So, you guys do all realise that this is what basically every X app does already today, right? Unless you're running Motif/Xaw/Xt apps which actually use core X rendering, of course. GTK+, Qt, EFL and friends all composite one massive image for the window on the client side, and then upload this image to the server. The only X rendering operation you'll see in common usage today is PutImage and Composite, basically.

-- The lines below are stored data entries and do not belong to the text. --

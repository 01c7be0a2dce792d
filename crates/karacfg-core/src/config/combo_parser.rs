// Karacfg Script - Combo String Parser
// Parses combo strings like "left_command+left_shift+u" into structured components

use std::str::FromStr;

use crate::destination::Target;
use crate::{Combo, Key, Modifier};

/// Result of parsing a combo string
#[derive(Debug, Clone, PartialEq)]
pub struct ParsedCombo {
    /// The modifiers parsed from the string (in order, duplicates dropped)
    pub modifiers: Vec<Modifier>,
    /// The key (the last component)
    pub key: Key,
}

impl ParsedCombo {
    pub fn into_combo(self) -> Combo {
        Combo::new(self.modifiers, self.key)
    }
}

/// Errors that can occur during combo parsing
#[derive(Debug, Clone, PartialEq)]
pub enum ComboParseError {
    /// Empty input string
    EmptyInput,
    /// Key name not recognized
    UnknownKey(String),
    /// Modifier name not recognized
    UnknownModifier(String),
    /// Input ends with a separator (e.g., "left_shift+")
    TrailingSeparator,
}

impl std::fmt::Display for ComboParseError {
    fn fmt(&self, f: &mut std::fmt::Formatter<'_>) -> std::fmt::Result {
        match self {
            ComboParseError::EmptyInput => write!(f, "combo string cannot be empty"),
            ComboParseError::UnknownKey(name) => write!(f, "unknown key name: '{}'", name),
            ComboParseError::UnknownModifier(name) => write!(f, "unknown modifier: '{}'", name),
            ComboParseError::TrailingSeparator => write!(f, "combo string cannot end with '+'"),
        }
    }
}

impl std::error::Error for ComboParseError {}

/// Parse a combo string like "left_command+left_shift+u" into modifiers and key
///
/// Modifiers may be given by modifier name (`left_command`, `lcmd`, `any`)
/// or by modifier-key name (`left_gui`, `left_alt`).
///
/// # Examples
/// ```
/// use karacfg_core::config::parse_combo_string;
/// use karacfg_core::{Key, Modifier};
/// let parsed = parse_combo_string("lcmd+a").unwrap();
/// assert_eq!(parsed.modifiers, vec![Modifier::LeftCommand]);
/// assert_eq!(parsed.key, Key::A);
/// ```
pub fn parse_combo_string(exp: &str) -> Result<ParsedCombo, ComboParseError> {
    let trimmed = exp.trim();
    if trimmed.is_empty() {
        return Err(ComboParseError::EmptyInput);
    }
    if trimmed.ends_with('+') {
        return Err(ComboParseError::TrailingSeparator);
    }

    let parts: Vec<&str> = trimmed.split('+').map(str::trim).collect();
    let (key_str, modifier_strs) = match parts.split_last() {
        Some(split) => split,
        None => return Err(ComboParseError::EmptyInput),
    };

    let key = Key::from_str(key_str).map_err(|_| ComboParseError::UnknownKey(key_str.to_string()))?;

    let mut modifiers = Vec::new();
    for modifier_str in modifier_strs {
        let modifier = parse_modifier(modifier_str)
            .ok_or_else(|| ComboParseError::UnknownModifier(modifier_str.to_string()))?;
        if !modifiers.contains(&modifier) {
            modifiers.push(modifier);
        }
    }

    Ok(ParsedCombo { modifiers, key })
}

/// Parse a destination string.
///
/// A string that parses as a combo becomes a key target with its modifiers;
/// anything else stays text and is classified at compile time.
pub fn parse_destination(exp: &str) -> (Target, Vec<Modifier>) {
    match parse_combo_string(exp) {
        Ok(parsed) => (Target::Key(parsed.key), parsed.modifiers),
        Err(_) => (Target::Text(exp.to_string()), Vec::new()),
    }
}

fn parse_modifier(name: &str) -> Option<Modifier> {
    Modifier::from_str(name)
        .ok()
        .or_else(|| Key::from_str(name).ok().and_then(|key| Modifier::try_from(key).ok()))
}
// Karacfg Hold-Tap Tests
//
// Builder behavior of on_hold / on_hold_cmd and the records they lower to.
//
// Run with: cargo test -p karacfg-core --test hold_tap

use karacfg_core::{
    Config, HoldAction, HoldTiming, Key, MapBuilder, Modifier, ModifierSet, Target,
};
use serde_json::json;

#[test]
fn test_on_hold_records_key() {
    let mut config = Config::default();
    let map = config.rule("Test hold").map(Key::F, []);
    map.on_hold(Key::LeftShift, []);

    let hold = map.hold().unwrap();
    assert_eq!(
        hold.action,
        HoldAction::Key {
            key: Key::LeftShift,
            modifiers: ModifierSet::new(),
        }
    );
    assert_eq!(hold.timing, HoldTiming::default());
}

#[test]
fn test_on_hold_with_modifiers() {
    let mut config = Config::default();
    let map = config.rule("Test hold with modifiers").map(Key::Escape, []);
    map.on_hold(Key::V, [Modifier::LeftCommand]);

    assert_eq!(
        map.hold().unwrap().action,
        HoldAction::Key {
            key: Key::V,
            modifiers: ModifierSet::from([Modifier::LeftCommand]),
        }
    );
}

#[test]
fn test_on_hold_cmd_records_shell() {
    let mut config = Config::default();
    let map = config.rule("Test hold command").map(Key::Tab, []);
    map.on_hold_cmd("open -b 'com.apple.Safari'");

    assert_eq!(
        map.hold().unwrap().action,
        HoldAction::Shell("open -b 'com.apple.Safari'".to_string())
    );
}

#[test]
fn test_timing_setters() {
    let mut config = Config::default();
    let map = config.rule("Test multiple args").map(Key::Escape, []);
    map.on_hold(Key::LeftControl, [])
        .hold_threshold_ms(200)
        .hold_delayed_action_ms(500)
        .hold_alone_timeout_ms(100)
        .desc("Chained configuration");

    let timing = map.hold().unwrap().timing;
    assert_eq!(timing.threshold_ms, Some(200));
    assert_eq!(timing.delayed_action_ms, Some(500));
    assert_eq!(timing.alone_timeout_ms, Some(100));
    assert_eq!(map.map().description(), Some("Chained configuration"));
}

#[test]
fn test_timing_without_hold_is_ignored() {
    let mut config = Config::default();
    let map = config.rule("Too early").map(Key::A, []);
    map.hold_threshold_ms(300);

    assert!(map.hold().is_none());
}

#[test]
fn test_later_hold_replaces_action_and_keeps_timing() {
    let mut config = Config::default();
    let map = config.rule("Test overwrite").map(Key::F, []);
    map.on_hold(Key::LeftShift, []).hold_threshold_ms(250);
    map.on_hold_cmd("echo test");

    let hold = map.hold().unwrap();
    assert_eq!(hold.action, HoldAction::Shell("echo test".to_string()));
    assert_eq!(hold.timing.threshold_ms, Some(250));
}

#[test]
fn test_hold_keeps_normal_destinations() {
    let mut config = Config::default();
    let map = config.rule("Test with normal mapping").map(Key::F, []);
    map.to(Key::F).on_hold(Key::LeftShift, []);

    assert_eq!(map.map().destinations().len(), 1);
    assert_eq!(map.map().destinations()[0].target, Target::Key(Key::F));
    assert!(map.hold().is_some());
}

#[test]
fn test_hold_record_defaults_tap_to_source_key() {
    let mut config = Config::default();
    config
        .rule("Space")
        .map(Key::Spacebar, [])
        .on_hold(Key::ReturnOrEnter, []);

    let output = config.compile().unwrap();
    let record = serde_json::to_value(&output.rules()[0].manipulators[0]).unwrap();
    assert_eq!(
        record,
        json!({
            "description": "spacebar",
            "type": "basic",
            "from": {"key_code": "spacebar"},
            "to_if_alone": [{"key_code": "spacebar", "halt": true}],
            "to_if_held_down": [{"key_code": "return_or_enter"}],
            "to_delayed_action": {"to_if_canceled": [{"key_code": "spacebar"}]},
            "parameters": {
                "basic.to_if_held_down_threshold_milliseconds": 150,
                "basic.to_delayed_action_delay_milliseconds": 150
            }
        })
    );
}

#[test]
fn test_hold_record_with_shell_and_rule_timing() {
    let mut config = Config::default();
    let rule = config.rule("Home Rows");
    rule.set_on_hold(HoldTiming::new(170, 120));
    rule.map(Key::Tab, [])
        .to(Key::Tab)
        .on_hold_cmd("open -a Safari")
        .hold_alone_timeout_ms(400);
    rule.map(Key::F, [])
        .on_hold(Key::LeftShift, [])
        .hold_threshold_ms(220);

    let output = config.compile().unwrap();
    let records = &output.rules()[0].manipulators;
    assert_eq!(output.rules()[0].description, "Home Rows (2)\n  + [ tab ] : tab\n  + [ f ] : f");

    let tab = serde_json::to_value(&records[0]).unwrap();
    assert_eq!(tab["to_if_held_down"], json!([{"shell_command": "open -a Safari"}]));
    assert_eq!(
        tab["parameters"],
        json!({
            "basic.to_if_alone_timeout_milliseconds": 400,
            "basic.to_if_held_down_threshold_milliseconds": 170,
            "basic.to_delayed_action_delay_milliseconds": 120
        })
    );

    let f = serde_json::to_value(&records[1]).unwrap();
    assert_eq!(f["parameters"]["basic.to_if_held_down_threshold_milliseconds"], 220);
    assert_eq!(f["parameters"]["basic.to_delayed_action_delay_milliseconds"], 120);
    assert_eq!(f["to_if_held_down"], json!([{"key_code": "left_shift"}]));
}

#[test]
fn test_blank_hold_command_fails() {
    let mut config = Config::default();
    config.rule("Blank").map(Key::A, []).on_hold_cmd("  ");

    assert!(config.compile().is_err());
}

#[test]
fn test_rule_without_hold_is_plain() {
    let mut config = Config::default();
    config.rule("Arrows").map(Key::H, [Modifier::LeftControl]).to(Key::LeftArrow);

    let output = config.compile().unwrap();
    let record = serde_json::to_value(&output.rules()[0].manipulators[0]).unwrap();
    assert_eq!(
        record,
        json!({
            "description": "h+left_control",
            "type": "basic",
            "from": {"key_code": "h", "modifiers": {"mandatory": ["left_control"]}},
            "to": [{"key_code": "left_arrow"}]
        })
    );
}
// Karacfg Condition Synthesis
// Activation paths and the guards derived from them

use indexmap::IndexSet;

use crate::graph::{Config, Layer, RuleBased};
use crate::output::Condition;
use crate::DeviceId;

/// The chain from a base down to one of its scopes.
///
/// Parents are real references; wire names are derived while descending.
#[derive(Debug, Clone)]
pub(crate) struct ActivationPath<'a> {
    pub base: &'a RuleBased,
    pub layers: Vec<&'a Layer>,
    variables: Vec<String>,
    description: String,
}

impl<'a> ActivationPath<'a> {
    pub fn root(base: &'a RuleBased) -> Self {
        Self {
            base,
            layers: Vec::new(),
            variables: vec![base.variable_name()],
            description: base.full_description(),
        }
    }

    /// The path one level down, into `layer`
    pub fn enter(&self, layer: &'a Layer) -> Self {
        let variable = layer.variable_name(self.variable(), self.layers.is_empty());
        let mut layers = self.layers.clone();
        layers.push(layer);
        let mut variables = self.variables.clone();
        variables.push(variable);

        Self {
            base: self.base,
            layers,
            variables,
            description: layer.full_description(&self.description),
        }
    }

    /// Variable armed by the scope at the end of the path
    pub fn variable(&self) -> &str {
        self.variables.last().map(String::as_str).unwrap_or_default()
    }

    /// Variables from the base down to this scope
    pub fn variables(&self) -> &[String] {
        &self.variables
    }

    pub fn description(&self) -> &str {
        &self.description
    }
}

/// Builds guard lists.
///
/// Exclusions cover every layer variable in the whole configuration, since
/// the host has no notion of nesting and evaluates each record's guards as a
/// flat conjunction.
pub(crate) struct ConditionSynthesizer<'a> {
    config: &'a Config,
    layer_variables: IndexSet<String>,
}

impl<'a> ConditionSynthesizer<'a> {
    pub fn new(config: &'a Config) -> Self {
        let mut layer_variables = IndexSet::new();
        for base in config.bases() {
            collect_layer_variables(&ActivationPath::root(base), base.layers(), &mut layer_variables);
        }
        Self {
            config,
            layer_variables,
        }
    }

    /// Guard for `device`, if it scopes anything
    pub fn device(&self, device: Option<DeviceId>) -> Option<Condition> {
        let id = device?;
        match self.config.device_of(id) {
            Some(device) => Some(Condition::device(device.polarity, device.identifiers.clone())),
            None => {
                log::warn!("device #{} is not declared on this configuration", id.index());
                None
            }
        }
    }

    /// Guards for content owned by the scope at the end of `path`
    pub fn content(&self, path: &ActivationPath<'_>) -> Vec<Condition> {
        let mut conditions: Vec<Condition> = path
            .variables()
            .iter()
            .map(|name| Condition::variable(name.clone(), 1))
            .collect();

        conditions.extend(
            self.layer_variables
                .iter()
                .filter(|name| !path.variables().contains(*name))
                .map(|name| Condition::variable(name.clone(), 0)),
        );

        conditions.extend(self.device(path.base.device()));
        conditions
    }

    /// Guards for a base's own trigger record
    pub fn trigger(&self, base: &RuleBased) -> Vec<Condition> {
        let mut own = IndexSet::new();
        collect_layer_variables(&ActivationPath::root(base), base.layers(), &mut own);

        let mut conditions: Vec<Condition> = own
            .into_iter()
            .map(|name| Condition::variable(name, 0))
            .collect();
        conditions.extend(self.device(base.device()));
        conditions
    }

    /// Guards for the toggle of a layer whose parent is the end of `parent`
    pub fn toggle(&self, parent: &ActivationPath<'_>) -> Vec<Condition> {
        let mut conditions: Vec<Condition> = parent
            .variables()
            .iter()
            .map(|name| Condition::variable(name.clone(), 1))
            .collect();
        conditions.extend(self.device(parent.base.device()));
        conditions
    }

    /// Guards for content with no base: only the device, if any
    pub fn flat(&self, device: Option<DeviceId>) -> Vec<Condition> {
        self.device(device).into_iter().collect()
    }
}

fn collect_layer_variables<'a>(
    parent: &ActivationPath<'a>,
    layers: &'a [Layer],
    out: &mut IndexSet<String>,
) {
    for layer in layers {
        let path = parent.enter(layer);
        out.insert(path.variable().to_string());
        collect_layer_variables(&path, layer.layers(), out);
    }
}

#[cfg(test)]
mod tests {
    use super::*;
    use crate::{DeviceIdentifiers, Key};

    fn variables(conditions: &[Condition]) -> Vec<(String, u8)> {
        conditions
            .iter()
            .filter_map(|condition| match condition {
                Condition::VariableIf { name, value } => Some((name.clone(), *value)),
                _ => None,
            })
            .collect()
    }

    fn nested_config() -> Config {
        let mut config = Config::default();
        let base = config.rule_base_by(Key::F16, []);
        base.layer(Key::W).layer(Key::R);
        base.layer(Key::S);
        config
    }

    #[test]
    fn test_path_names() {
        let config = nested_config();
        let base = &config.bases()[0];
        let root = ActivationPath::root(base);
        let window = root.enter(&base.layers()[0]);
        let resize = window.enter(&base.layers()[0].layers()[0]);

        assert_eq!(root.variable(), "var_f16");
        assert_eq!(window.variable(), "lay_var_f16_w");
        assert_eq!(resize.variable(), "lay_var_f16_w_r");
        assert_eq!(resize.description(), "RuleBased: f16 + [ w ] + [ r ]");
    }

    #[test]
    fn test_content_guards_order() {
        let config = nested_config();
        let guards = ConditionSynthesizer::new(&config);
        let base = &config.bases()[0];
        let resize = ActivationPath::root(base)
            .enter(&base.layers()[0])
            .enter(&base.layers()[0].layers()[0]);

        assert_eq!(
            variables(&guards.content(&resize)),
            vec![
                ("var_f16".to_string(), 1),
                ("lay_var_f16_w".to_string(), 1),
                ("lay_var_f16_w_r".to_string(), 1),
                ("lay_var_f16_s".to_string(), 0),
            ]
        );
    }

    #[test]
    fn test_base_content_excludes_every_layer() {
        let config = nested_config();
        let guards = ConditionSynthesizer::new(&config);
        let root = ActivationPath::root(&config.bases()[0]);
        let vars = variables(&guards.content(&root));
        assert_eq!(vars[0], ("var_f16".to_string(), 1));
        assert_eq!(vars.iter().filter(|(_, value)| *value == 0).count(), 3);
    }

    #[test]
    fn test_toggle_has_no_exclusions() {
        let config = nested_config();
        let guards = ConditionSynthesizer::new(&config);
        let base = &config.bases()[0];
        let window = ActivationPath::root(base).enter(&base.layers()[0]);
        assert_eq!(
            variables(&guards.toggle(&window)),
            vec![("var_f16".to_string(), 1), ("lay_var_f16_w".to_string(), 1)]
        );
    }

    #[test]
    fn test_device_guard_comes_last() {
        let mut config = Config::default();
        let sofle = config.device(DeviceIdentifiers::new(7504, 24926));
        config.on(sofle).rule_base_by(Key::F16, []).layer(Key::W);

        let guards = ConditionSynthesizer::new(&config);
        let conditions = guards.trigger(&config.bases()[0]);
        assert_eq!(conditions.len(), 2);
        assert!(matches!(conditions[1], Condition::DeviceIf { .. }));
        assert!(guards.flat(None).is_empty());
    }
}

Even better, since X performs absolutely no compression whatsoever, it's actually the most inefficient method of doing a network-transparent window system you could get, without going out of your way to insert random junk into the data stream. So if Wayland's solution is a screen-scrape and compression, which I expect it will be, then it'll be a hell of a lot _more_ efficient than X.
Anyway, carry on ...
I remember reading long-ago discussions on lbx and dxpc, and by now have blurred the two together, forgive me please. ISTR that they split the X datastream into 4 categories, and treated each category differently. There were combinations of compression, caching, state-mapping, and out-and-out short-circuiting. They described the X protocol as very verbose, with frequent conversations about current state. By keeping a state map they were able to only send hints over the wire, and pretty much eliminated that section of the traffic. I believe fonts and other stuff like that were both compressed and cached, and bitmaps and such were compressed. It was quite a while ago, so the memories are a bit vague.
But the net I took out of it was that some parts of the X protocol could be just plain more efficiently designed.
Second point/question... When using X tunneling through SSH, they offer compression. Back in the day, it didn't seem that that compression would be anywhere near as effective as dxpc. If as you say, most of what's flowing through X now is bitmaps, etc, perhaps SSH compression with modern toolkits is a better bargain than it used to be.